Top of Extracted material

//! Resolution behaviour through the public coordinator API.
//!
//! Covers the two policies the coordinator is normally run with (portrait
//! default as a hard ceiling, and all-orientations with overriding) plus the
//! order-independence and never-empty guarantees.

use std::sync::Arc;

use interface_orientation::*;
use parking_lot::Mutex;

const P: OrientationMask = OrientationMask::PORTRAIT;
const U: OrientationMask = OrientationMask::PORTRAIT_UPSIDE_DOWN;
const L: OrientationMask = OrientationMask::LANDSCAPE_LEFT;
const R: OrientationMask = OrientationMask::LANDSCAPE_RIGHT;

fn coordinator(default: OrientationMask, allow_override: bool) -> Coordinator {
    Coordinator::headless(Policy::new(default, allow_override))
}

fn register_all(coordinator: &Coordinator, masks: &[OrientationMask]) -> Vec<RegistrantId> {
    masks
        .iter()
        .map(|&mask| {
            let id = RegistrantId::new();
            coordinator.register(id, mask);
            id
        })
        .collect()
}

/// Every non-empty mask.
fn non_empty_masks() -> Vec<OrientationMask> {
    (0..=OrientationMask::ALL.bits())
        .map(OrientationMask::from_bits_truncate)
        .filter(|m| !m.is_empty())
        .fold(Vec::new(), |mut acc, m| {
            if !acc.contains(&m) {
                acc.push(m);
            }
            acc
        })
}

// ============================================================
// Portrait default, no overriding
// ============================================================

mod portrait_ceiling {
    use super::*;

    #[test]
    fn no_registrants_returns_default() {
        assert_eq!(coordinator(P, false).supported_orientations(), P);
    }

    #[test]
    fn landscape_only_falls_back_to_portrait() {
        let c = coordinator(P, false);
        register_all(&c, &[L]);
        assert_eq!(c.supported_orientations(), P);
    }

    #[test]
    fn any_single_mask_stays_under_ceiling() {
        for mask in non_empty_masks() {
            let c = coordinator(P, false);
            register_all(&c, &[mask]);
            assert_eq!(c.supported_orientations(), P, "registered {mask}");
        }
    }

    #[test]
    fn intersection_containing_portrait() {
        let c = coordinator(P, false);
        register_all(&c, &[P, P | L, P | L | R]);
        assert_eq!(c.supported_orientations(), P);
    }
}

// ============================================================
// All orientations, overriding allowed
// ============================================================

mod all_with_override {
    use super::*;

    #[test]
    fn no_registrants_returns_all() {
        assert_eq!(
            coordinator(OrientationMask::ALL, true).supported_orientations(),
            OrientationMask::ALL
        );
    }

    #[test]
    fn intersection_of_overlapping_masks() {
        let c = coordinator(OrientationMask::ALL, true);
        register_all(&c, &[P | L, P | L | R, P]);
        assert_eq!(c.supported_orientations(), P);
    }

    #[test]
    fn disjoint_singletons_fall_back_to_all() {
        let c = coordinator(OrientationMask::ALL, true);
        register_all(&c, &[P, L, R]);
        assert_eq!(c.supported_orientations(), OrientationMask::ALL);
    }

    #[test]
    fn conflict_clears_when_view_leaves() {
        let c = coordinator(OrientationMask::ALL, true);
        let ids = register_all(&c, &[P | U, L]);
        assert_eq!(c.supported_orientations(), OrientationMask::ALL);
        c.unregister(ids[1]);
        assert_eq!(c.supported_orientations(), P | U);
    }
}

// ============================================================
// Lifecycle and invariants
// ============================================================

#[test]
fn unregistering_last_restores_default() {
    for (default, allow_override) in [(P, false), (OrientationMask::LANDSCAPE, true)] {
        let c = coordinator(default, allow_override);
        let ids = register_all(&c, &[P | L, L]);
        for id in ids {
            c.unregister(id);
        }
        assert_eq!(c.supported_orientations(), default);
        assert_eq!(c.registrant_count(), 0);
    }
}

#[test]
fn overwrite_replaces_previous_mask() {
    let c = coordinator(OrientationMask::ALL, true);
    let id = RegistrantId::new();
    c.register(id, P);
    c.register(id, L | R);
    assert_eq!(c.registrant_count(), 1);
    assert_eq!(c.supported_orientations(), L | R);
}

#[test]
fn resolved_mask_is_never_empty() {
    let masks = non_empty_masks();
    for allow_override in [false, true] {
        for &default in &masks {
            let c = coordinator(default, allow_override);
            for &mask in &masks {
                c.register(RegistrantId::new(), mask);
                assert!(
                    !c.supported_orientations().is_empty(),
                    "empty after adding {mask} (default {default}, override {allow_override})"
                );
            }
        }
    }
}

#[test]
fn registration_order_does_not_matter() {
    let entries: Vec<(RegistrantId, OrientationMask)> =
        [P | L | R, P | L, P | U | L, OrientationMask::ALL]
            .into_iter()
            .map(|mask| (RegistrantId::new(), mask))
            .collect();

    // Heap's algorithm over all 24 orderings.
    fn permutations<T: Clone>(items: &mut Vec<T>, k: usize, out: &mut Vec<Vec<T>>) {
        if k <= 1 {
            out.push(items.clone());
            return;
        }
        permutations(items, k - 1, out);
        for i in 0..k - 1 {
            let j = if k % 2 == 0 { i } else { 0 };
            items.swap(j, k - 1);
            permutations(items, k - 1, out);
        }
    }
    let mut orderings = Vec::new();
    permutations(&mut entries.clone(), entries.len(), &mut orderings);
    assert_eq!(orderings.len(), 24);

    for allow_override in [false, true] {
        let results: Vec<_> = orderings
            .iter()
            .map(|ordering| {
                let c = coordinator(P | L, allow_override);
                for &(id, mask) in ordering {
                    c.register(id, mask);
                }
                c.supported_orientations()
            })
            .collect();
        assert!(
            results.windows(2).all(|w| w[0] == w[1]),
            "order-dependent result: {results:?}"
        );
        assert_eq!(results[0], P | L);
    }
}

#[test]
fn subscribers_see_every_recompute_in_order() {
    let c = coordinator(OrientationMask::ALL, true);
    let seen = Arc::new(Mutex::new(Vec::new()));
    let sink = Arc::clone(&seen);
    c.subscribe(move |update: OrientationUpdate| sink.lock().push(update.resolved_mask));

    let ids = register_all(&c, &[P | L, L]);
    c.unregister(ids[1]);
    c.unregister(ids[0]);

    assert_eq!(*seen.lock(), vec![P | L, L, P | L, OrientationMask::ALL]);
}

#[test]
fn independent_subscribers_all_receive_updates() {
    let c = coordinator(P, false);
    let counts: Vec<_> = (0..3)
        .map(|_| {
            let count = Arc::new(Mutex::new(0usize));
            let sink = Arc::clone(&count);
            c.subscribe(move |_| *sink.lock() += 1);
            count
        })
        .collect();

    register_all(&c, &[P, L]);

    for count in counts {
        assert_eq!(*count.lock(), 2);
    }
}

#[test]
fn concurrent_registration_from_threads() {
    let c = Arc::new(coordinator(OrientationMask::ALL, true));
    let handles: Vec<_> = (0..8)
        .map(|i| {
            let c = Arc::clone(&c);
            std::thread::spawn(move || {
                let mask = if i % 2 == 0 { P | L } else { P | R };
                for _ in 0..50 {
                    let id = RegistrantId::new();
                    c.register(id, mask);
                    assert!(!c.supported_orientations().is_empty());
                    c.unregister(id);
                }
            })
        })
        .collect();
    for handle in handles {
        handle.join().unwrap();
    }
    assert_eq!(c.registrant_count(), 0);
    assert_eq!(c.supported_orientations(), OrientationMask::ALL);
}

Bottom of Extracted material

• _What you have to do_
Print each record again. Nothing may be left out.

• _Solution below_
//! Resolution behaviour through the public coordinator API.
//!
//! Covers the two policies the coordinator is normally run with (portrait
//! default as a hard ceiling, and all-orientations with overriding) plus the
//! order-independence and never-empty guarantees.

use std::sync::Arc;

use interface_orientation::*;
use parking_lot::Mutex;

const P: OrientationMask = OrientationMask::PORTRAIT;
const U: OrientationMask = OrientationMask::PORTRAIT_UPSIDE_DOWN;
const L: OrientationMask = OrientationMask::LANDSCAPE_LEFT;
const R: OrientationMask = OrientationMask::LANDSCAPE_RIGHT;

fn coordinator(default: OrientationMask, allow_override: bool) -> Coordinator {
    Coordinator::headless(Policy::new(default, allow_override))
}

fn register_all(coordinator: &Coordinator, masks: &[OrientationMask]) -> Vec<RegistrantId> {
    masks
        .iter()
        .map(|&mask| {
            let id = RegistrantId::new();
            coordinator.register(id, mask);
            id
        })
        .collect()
}

/// Every non-empty mask.
fn non_empty_masks() -> Vec<OrientationMask> {
    (0..=OrientationMask::ALL.bits())
        .map(OrientationMask::from_bits_truncate)
        .filter(|m| !m.is_empty())
        .fold(Vec::new(), |mut acc, m| {
            if !acc.contains(&m) {
                acc.push(m);
            }
            acc
        })
}

// ============================================================
// Portrait default, no overriding
// ============================================================

mod portrait_ceiling {
    use super::*;

    #[test]
    fn no_registrants_returns_default() {
        assert_eq!(coordinator(P, false).supported_orientations(), P);
    }

    #[test]
    fn landscape_only_falls_back_to_portrait() {
        let c = coordinator(P, false);
        register_all(&c, &[L]);
        assert_eq!(c.supported_orientations(), P);
    }

    #[test]
    fn any_single_mask_stays_under_ceiling() {
        for mask in non_empty_masks() {
            let c = coordinator(P, false);
            register_all(&c, &[mask]);
            assert_eq!(c.supported_orientations(), P, "registered {mask}");
        }
    }

    #[test]
    fn intersection_containing_portrait() {
        let c = coordinator(P, false);
        register_all(&c, &[P, P | L, P | L | R]);
        assert_eq!(c.supported_orientations(), P);
    }
}

// ============================================================
// All orientations, overriding allowed
// ============================================================

mod all_with_override {
    use super::*;

    #[test]
    fn no_registrants_returns_all() {
        assert_eq!(
            coordinator(OrientationMask::ALL, true).supported_orientations(),
            OrientationMask::ALL
        );
    }

    #[test]
    fn intersection_of_overlapping_masks() {
        let c = coordinator(OrientationMask::ALL, true);
        register_all(&c, &[P | L, P | L | R, P]);
        assert_eq!(c.supported_orientations(), P);
    }

    #[test]
    fn disjoint_singletons_fall_back_to_all() {
        let c = coordinator(OrientationMask::ALL, true);
        register_all(&c, &[P, L, R]);
        assert_eq!(c.supported_orientations(), OrientationMask::ALL);
    }

    #[test]
    fn conflict_clears_when_view_leaves() {
        let c = coordinator(OrientationMask::ALL, true);
        let ids = register_all(&c, &[P | U, L]);
        assert_eq!(c.supported_orientations(), OrientationMask::ALL);
        c.unregister(ids[1]);
        assert_eq!(c.supported_orientations(), P | U);
    }
}

// ============================================================
// Lifecycle and invariants
// ============================================================

#[test]
fn unregistering_last_restores_default() {
    for (default, allow_override) in [(P, false), (OrientationMask::LANDSCAPE, true)] {
        let c = coordinator(default, allow_override);
        let ids = register_all(&c, &[P | L, L]);
        for id in ids {
            c.unregister(id);
        }
        assert_eq!(c.supported_orientations(), default);
        assert_eq!(c.registrant_count(), 0);
    }
}

#[test]
fn overwrite_replaces_previous_mask() {
    let c = coordinator(OrientationMask::ALL, true);
    let id = RegistrantId::new();
    c.register(id, P);
    c.register(id, L | R);
    assert_eq!(c.registrant_count(), 1);
    assert_eq!(c.supported_orientations(), L | R);
}

#[test]
fn resolved_mask_is_never_empty() {
    let masks = non_empty_masks();
    for allow_override in [false, true] {
        for &default in &masks {
            let c = coordinator(default, allow_override);
            for &mask in &masks {
                c.register(RegistrantId::new(), mask);
                assert!(
                    !c.supported_orientations().is_empty(),
                    "empty after adding {mask} (default {default}, override {allow_override})"
                );
            }
        }
    }
}

#[test]
fn registration_order_does_not_matter() {
    let entries: Vec<(RegistrantId, OrientationMask)> =
        [P | L | R, P | L, P | U | L, OrientationMask::ALL]
            .into_iter()
            .map(|mask| (RegistrantId::new(), mask))
            .collect();

    // Heap's algorithm over all 24 orderings.
    fn permutations<T: Clone>(items: &mut Vec<T>, k: usize, out: &mut Vec<Vec<T>>) {
        if k <= 1 {
            out.push(items.clone());
            return;
        }
        permutations(items, k - 1, out);
        for i in 0..k - 1 {
            let j = if k % 2 == 0 { i } else { 0 };
            items.swap(j, k - 1);
            permutations(items, k - 1, out);
        }
    }
    let mut orderings = Vec::new();
    permutations(&mut entries.clone(), entries.len(), &mut orderings);
    assert_eq!(orderings.len(), 24);

    for allow_override in [false, true] {
        let results: Vec<_> = orderings
            .iter()
            .map(|ordering| {
                let c = coordinator(P | L, allow_override);
                for &(id, mask) in ordering {
                    c.register(id, mask);
                }
                c.supported_orientations()
            })
            .collect();
        assert!(
            results.windows(2).all(|w| w[0] == w[1]),
            "order-dependent result: {results:?}"
        );
        assert_eq!(results[0], P | L);
    }
}

#[test]
fn subscribers_see_every_recompute_in_order() {
    let c = coordinator(OrientationMask::ALL, true);
    let seen = Arc::new(Mutex::new(Vec::new()));
    let sink = Arc::clone(&seen);
    c.subscribe(move |update: OrientationUpdate| sink.lock().push(update.resolved_mask));

    let ids = register_all(&c, &[P | L, L]);
    c.unregister(ids[1]);
    c.unregister(ids[0]);

    assert_eq!(*seen.lock(), vec![P | L, L, P | L, OrientationMask::ALL]);
}

#[test]
fn independent_subscribers_all_receive_updates() {
    let c = coordinator(P, false);
    let counts: Vec<_> = (0..3)
        .map(|_| {
            let count = Arc::new(Mutex::new(0usize));
            let sink = Arc::clone(&count);
            c.subscribe(move |_| *sink.lock() += 1);
            count
        })
        .collect();

    register_all(&c, &[P, L]);

    for count in counts {
        assert_eq!(*count.lock(), 2);
    }
}

#[test]
fn concurrent_registration_from_threads() {
    let c = Arc::new(coordinator(OrientationMask::ALL, true));
    let handles: Vec<_> = (0..8)
        .map(|i| {
            let c = Arc::clone(&c);
            std::thread::spawn(move || {
                let mask = if i % 2 == 0 { P | L } else { P | R };
                for _ in 0..50 {
                    let id = RegistrantId::new();
                    c.register(id, mask);
                    assert!(!c.supported_orientations().is_empty());
                    c.unregister(id);
                }
            })
        })
        .collect();
    for handle in handles {
        handle.join().unwrap();
    }
    assert_eq!(c.registrant_count(), 0);
    assert_eq!(c.supported_orientations(), OrientationMask::ALL);
}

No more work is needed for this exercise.